* **EXERCISE DIRECTIONS**
Go through the entries, filter for the word "OptimizationPlan", and copy every line that has it.
BEGIN RECORDED DATA
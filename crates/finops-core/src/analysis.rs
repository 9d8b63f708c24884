//! Analysis orchestration
//!
//! Validates the dataset, runs the requested engines in sequence and
//! assembles their outputs into one result. An engine error aborts the run
//! and names the engine it came from.

use chrono::{DateTime, Utc};
use serde::{Deserialize, Serialize};
use std::time::Instant;

use crate::config::AnalysisConfig;
use crate::engine::{
    analyze_visibility, ActionItem, Forecast, Forecaster, GovernanceChecker, GovernanceReport,
    OptimizationPlan, Optimizer, VisibilityReport, WasteDetector, WasteReport,
};
use crate::error::{Engine, Result};
use crate::models::CostDataset;
use crate::observability::{AnalysisMetrics, StructuredLogger};

/// Which engines to run
#[derive(Debug, Clone, Default, PartialEq, Eq, Serialize, Deserialize)]
pub struct AnalysisRequest {
    pub visibility: bool,
    pub waste: bool,
    /// Implies waste detection
    pub optimization: bool,
    pub governance: bool,
    /// Forecast horizon in months; no forecast when absent
    pub forecast_months: Option<u32>,
}

impl AnalysisRequest {
    /// Visibility, waste, optimization and governance
    pub fn full() -> Self {
        Self {
            visibility: true,
            waste: true,
            optimization: true,
            governance: true,
            forecast_months: None,
        }
    }

    pub fn with_forecast(mut self, months: u32) -> Self {
        self.forecast_months = Some(months);
        self
    }
}

#[derive(Debug, Clone, PartialEq, Serialize, Deserialize)]
pub struct AnalysisMetadata {
    pub account_id: String,
    pub region: String,
    pub collected_at: DateTime<Utc>,
    pub generated_at: DateTime<Utc>,
}

/// Combined output of one run
#[derive(Debug, Clone, PartialEq, Serialize, Deserialize)]
pub struct AnalysisResult {
    pub metadata: AnalysisMetadata,
    #[serde(skip_serializing_if = "Option::is_none")]
    pub visibility: Option<VisibilityReport>,
    #[serde(skip_serializing_if = "Option::is_none")]
    pub waste: Option<WasteReport>,
    #[serde(skip_serializing_if = "Option::is_none")]
    pub optimization: Option<OptimizationPlan>,
    #[serde(skip_serializing_if = "Option::is_none")]
    pub forecast: Option<Forecast>,
    #[serde(skip_serializing_if = "Option::is_none")]
    pub governance: Option<GovernanceReport>,
}

/// Headline numbers for the end of a report
#[derive(Debug, Clone, PartialEq, Serialize, Deserialize)]
pub struct BottomLine {
    pub current_monthly_spend: f64,
    pub identified_waste: f64,
    pub optimization_potential: f64,
    pub total_monthly_savings: f64,
    pub total_annual_impact: f64,
    pub optimized_monthly_spend: f64,
    pub reduction_percent: f64,
}

impl AnalysisResult {
    /// Waste cleanup actions, largest savings first
    pub fn action_plan(&self) -> Vec<ActionItem> {
        self.waste
            .as_ref()
            .map(WasteReport::action_plan)
            .unwrap_or_default()
    }

    /// Combine current spend with waste and optimization savings
    pub fn bottom_line(&self, current_monthly_spend: f64) -> BottomLine {
        let identified_waste = self
            .waste
            .as_ref()
            .map(|w| w.total_monthly_savings)
            .unwrap_or(0.0);
        let optimization_potential = self
            .optimization
            .as_ref()
            .map(|o| o.total_potential_savings)
            .unwrap_or(0.0);
        let total_monthly_savings = identified_waste + optimization_potential;

        BottomLine {
            current_monthly_spend,
            identified_waste,
            optimization_potential,
            total_monthly_savings,
            total_annual_impact: total_monthly_savings * 12.0,
            optimized_monthly_spend: current_monthly_spend - total_monthly_savings,
            reduction_percent: if current_monthly_spend > 0.0 {
                total_monthly_savings / current_monthly_spend * 100.0
            } else {
                0.0
            },
        }
    }
}

/// Runs engines over a dataset
pub struct Analyzer {
    config: AnalysisConfig,
    metrics: AnalysisMetrics,
}

impl Analyzer {
    pub fn new(config: AnalysisConfig) -> Result<Self> {
        Ok(Self {
            config,
            metrics: AnalysisMetrics::new()?,
        })
    }

    pub fn config(&self) -> &AnalysisConfig {
        &self.config
    }

    pub fn metrics(&self) -> &AnalysisMetrics {
        &self.metrics
    }

    /// Validate the dataset and run the requested engines
    pub fn run(&self, dataset: &CostDataset, request: &AnalysisRequest) -> Result<AnalysisResult> {
        let logger = StructuredLogger::new(&dataset.account_id);
        let started = Instant::now();

        if let Err(err) = dataset.validate() {
            logger.log_validation_failed(&err.to_string());
            return Err(err.into());
        }
        logger.log_analysis_started(&dataset.region, dataset.resource_count());

        let mut engines_run = 0usize;

        let visibility = if request.visibility {
            let (report, elapsed) = timed(|| analyze_visibility(dataset));
            self.engine_completed(&logger, Engine::Visibility, elapsed, report.by_service.len());
            engines_run += 1;
            Some(report)
        } else {
            None
        };

        let waste = if request.waste || request.optimization {
            let detector = WasteDetector::new(&self.config);
            let (report, elapsed) = timed(|| detector.detect(dataset));
            self.engine_completed(&logger, Engine::Waste, elapsed, report.total_items);
            engines_run += 1;
            self.record_waste(&report);
            logger.log_waste_detected(report.total_items, report.total_monthly_savings);
            Some(report)
        } else {
            None
        };

        let optimization = match (&waste, request.optimization) {
            (Some(waste), true) => {
                let optimizer = Optimizer::new(&self.config);
                let (plan, elapsed) = timed(|| optimizer.optimize(dataset, waste));
                self.engine_completed(
                    &logger,
                    Engine::Optimization,
                    elapsed,
                    plan.recommendations().count(),
                );
                engines_run += 1;
                self.metrics
                    .set_monthly_savings("optimization", plan.total_potential_savings);
                Some(plan)
            }
            _ => None,
        };

        let forecast = match request.forecast_months {
            Some(months) => {
                let forecaster = Forecaster::new(&self.config.forecast);
                let (outcome, elapsed) =
                    timed(|| forecaster.forecast(dataset.total_monthly_cost, months));
                match outcome {
                    Ok(forecast) => {
                        self.engine_completed(&logger, Engine::Forecast, elapsed, forecast.scenarios.len());
                        engines_run += 1;
                        Some(forecast)
                    }
                    Err(err) => {
                        logger.log_engine_failed(Engine::Forecast, &err.to_string());
                        return Err(err.in_engine(Engine::Forecast));
                    }
                }
            }
            None => None,
        };

        let governance = if request.governance {
            let checker = GovernanceChecker::new(&self.config.governance);
            let (report, elapsed) = timed(|| checker.check(dataset));
            self.engine_completed(&logger, Engine::Governance, elapsed, report.untagged_resources);
            engines_run += 1;
            self.metrics
                .set_tag_compliance(&dataset.account_id, report.tag_compliance);
            Some(report)
        } else {
            None
        };

        self.metrics.inc_analyses();
        logger.log_analysis_finished(engines_run, started.elapsed().as_secs_f64());

        Ok(AnalysisResult {
            metadata: AnalysisMetadata {
                account_id: dataset.account_id.clone(),
                region: dataset.region.clone(),
                collected_at: dataset.collected_at,
                generated_at: Utc::now(),
            },
            visibility,
            waste,
            optimization,
            forecast,
            governance,
        })
    }

    fn engine_completed(&self, logger: &StructuredLogger, engine: Engine, elapsed: f64, items: usize) {
        self.metrics.observe_engine_latency(engine, elapsed);
        logger.log_engine_completed(engine, elapsed, items);
    }

    fn record_waste(&self, report: &WasteReport) {
        let c = &report.categories;
        self.metrics.set_waste_findings("idle_compute", c.idle_compute.len());
        self.metrics
            .set_waste_findings("orphaned_volumes", c.orphaned_volumes.len());
        self.metrics
            .set_waste_findings("aged_snapshots", c.aged_snapshots.len());
        self.metrics
            .set_waste_findings("unused_addresses", c.unused_addresses.len());
        self.metrics
            .set_waste_findings("idle_databases", c.idle_databases.len());
        self.metrics
            .set_monthly_savings("waste", report.total_monthly_savings);
    }
}

/// Run a closure and return its output with the elapsed seconds
fn timed<T>(f: impl FnOnce() -> T) -> (T, f64) {
    let start = Instant::now();
    let out = f();
    (out, start.elapsed().as_secs_f64())
}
END RECORDED DATA
* **THE ANSWER**
    OptimizationPlan, Optimizer, VisibilityReport, WasteDetector, WasteReport,
    pub optimization: Option<OptimizationPlan>,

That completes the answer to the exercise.